Concerning Anne, the Sainted Mother: No, not that one - Anne Harris, a saint for putting up with three boys, four if you count her husband, Ed, and still retaining her humor and joy for living. Driving us boys once in New Orleans, she said, looking at us all grown up, "Ah, the products of my loins!" Of course we all went, "Aw, Anne!"
Anne is now in her early nineties, cranking on towards 93, and surfs the Internet from her room in the health care wing of a fine retirement community in Delaware. She is a computer whiz, always at work on new computer art, and when not doing that she reads a lot on her Kindle, or hits the news and various games on her iPad.
|The Angel of Death, by Anne E. Harris|
She is quite aware, and at peace with the presence of the Angel of Death, who waits. Sometimes she believes death waits too patiently and just wishes the curtain would come down. And then, when it doesn't, she says, "Oh well," or sometimes "Dammy" and gets back to knitting or reading or painting.
With Christmas coming on I am aware of what a gift she is to us all. All the boys have memories of her from childhood. One of mine is of breakfast at our home in Caracas - fresh baguettes that came daily by bike from the bakery and cheese that came once a week or so by burro.
The bread was skillet toasted, until the crunchy buttered side was deep brown. Anne, the Sainted Mother, often burned the toast, but we all loved it, claiming that the carbon taste was the best. With that we would have cheese and a bit of jam, and a slice or two of hard sausage. And coffee (for children with lots of milk).
So this morning I was making comfort breakfast on a cold grey Lewes day, and voila - the smells and tastes came back. And with them the knowledge that Anne, the sainted mother, connects me still to small gifts in the present and in memory.
Here at Preludium, as everywhere, Advent is coming to a close and Christmas is at hand. There might be one or two more posts prior to Christmas. (I know I have a kind of clean-up piece in the works.) But it is time to stand back, shut-up, and relax into the multi-level incarnation of the whole cloud of witnesses living and dead that make up the Christmas feast, and focus on our odd and wonderful sense that The Source of Everything - the unnameable One - is known in our relation to a real human being, Jesus, who being human did nothing we cannot do, but being the Source of Everything incarnate, did it with, let us say, a certain panache. "In him," the saying goes, "all the fullness of God was pleased to dwell."
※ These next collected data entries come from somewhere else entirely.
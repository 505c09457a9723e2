use axum::{
    extract::FromRequestParts,
    http::{request::Parts, StatusCode},
    response::{IntoResponse, Response},
    Json,
};
use axum_extra::extract::cookie::CookieJar;
use serde_json::json;

use crate::routes::auth::claims::SessionClaims;
use crate::session::SESSION_COOKIE;
use crate::state::AppState;
use crate::utils::jwt::decode_jwt;

#[derive(Debug, PartialEq)]
pub struct CurrentSession(pub SessionClaims);

impl FromRequestParts<AppState> for CurrentSession {
    type Rejection = StatusCode;

    async fn from_request_parts(
        parts: &mut Parts,
        state: &AppState,
    ) -> Result<Self, Self::Rejection> {
        let jar = CookieJar::from_headers(&parts.headers);
        let token = jar.get(SESSION_COOKIE).ok_or(StatusCode::UNAUTHORIZED)?;

        let claims =
            decode_jwt(token.value(), &state.session_keys).map_err(|_| StatusCode::UNAUTHORIZED)?;

        Ok(CurrentSession(claims.claims))
    }
}

pub async fn handle_session(CurrentSession(claims): CurrentSession) -> Response {
    Json(json!({
        "username": claims.username,
        "auth_provider": claims.auth_provider,
    }))
    .into_response()
}

#[cfg(test)]
mod tests {
    use std::sync::Arc;

    use axum::{
        body::{to_bytes, Body},
        http::{header, Request, StatusCode},
        routing::get,
        Router,
    };
    use axum_extra::extract::cookie::Cookie;
    use serde_json::Value;
    use tower::ServiceExt;

    use super::*;
    use crate::{
        config::test_config,
        db::memory_settings_repository::InMemorySettingsRepository,
        services::oauth::cloud::mock_cloud_oauth::MockCloudOAuth,
        utils::jwt::{create_jwt, test_keys},
    };

    fn app() -> Router {
        let state = AppState {
            settings: Arc::new(InMemorySettingsRepository::default()),
            cloud_oauth: Arc::new(MockCloudOAuth::for_user("alice")),
            session_keys: Arc::new(test_keys()),
            config: Arc::new(test_config()),
        };
        Router::new()
            .route("/api/auth/session", get(handle_session))
            .with_state(state)
    }

    fn valid_token() -> String {
        let claims = SessionClaims {
            username: "alice".into(),
            auth_provider: "cloud".into(),
            exp: (chrono::Utc::now().timestamp() + 3600) as usize,
        };
        create_jwt(&claims, &test_keys()).expect("JWT should create successfully")
    }

    #[tokio::test]
    async fn valid_session_returns_identity() {
        let cookie = Cookie::new(SESSION_COOKIE, valid_token());
        let response = app()
            .oneshot(
                Request::get("/api/auth/session")
                    .header(header::COOKIE, cookie.to_string())
                    .body(Body::empty())
                    .unwrap(),
            )
            .await
            .unwrap();

        assert_eq!(response.status(), StatusCode::OK);
        let body = to_bytes(response.into_body(), usize::MAX).await.unwrap();
        let json: Value = serde_json::from_slice(&body).unwrap();
        assert_eq!(json["username"], "alice");
        assert_eq!(json["auth_provider"], "cloud");
    }

    #[tokio::test]
    async fn missing_cookie_returns_unauthorized() {
        let response = app()
            .oneshot(
                Request::get("/api/auth/session")
                    .body(Body::empty())
                    .unwrap(),
            )
            .await
            .unwrap();

        assert_eq!(response.status(), StatusCode::UNAUTHORIZED);
    }

    #[tokio::test]
    async fn invalid_token_returns_unauthorized() {
        let cookie = Cookie::new(SESSION_COOKIE, "invalid.token.here");
        let response = app()
            .oneshot(
                Request::get("/api/auth/session")
                    .header(header::COOKIE, cookie.to_string())
                    .body(Body::empty())
                    .unwrap(),
            )
            .await
            .unwrap();

        assert_eq!(response.status(), StatusCode::UNAUTHORIZED);
    }
}
pub mod config;
pub mod db;
pub mod logging;
pub mod models;
pub mod responses;
pub mod routes;
pub mod services;
pub mod session;
pub mod state;
pub mod utils;

pub use state::AppState;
I am of a mind to say that that fullness is available in all of us, but only if we look in the small places. We don't make very good universal saviors, or even very good lovers, but we do sometimes shine with the glory of God in very small and unremarkable ways. Mostly, I think, in little signs of hospitality.
"Have some bread and cheese," she said. And when I sat and ate, did not my heart glow within me?
Well, it was a little heart, and that was long ago. But the breakfast this morning recalled that breakfast, and little acts today reflect those we received.
There are confoundedly big words and thoughts on the whole matter of God talk, theology. But what good are they if they do not show how breakfast remembers breakfast, and the hospitable moment the love shown us by the saints of God, living and dead?
So, off to do the last few blogging items prior to Christmas.
May you have hope at Christmas, and memories to fortify you for the days ahead.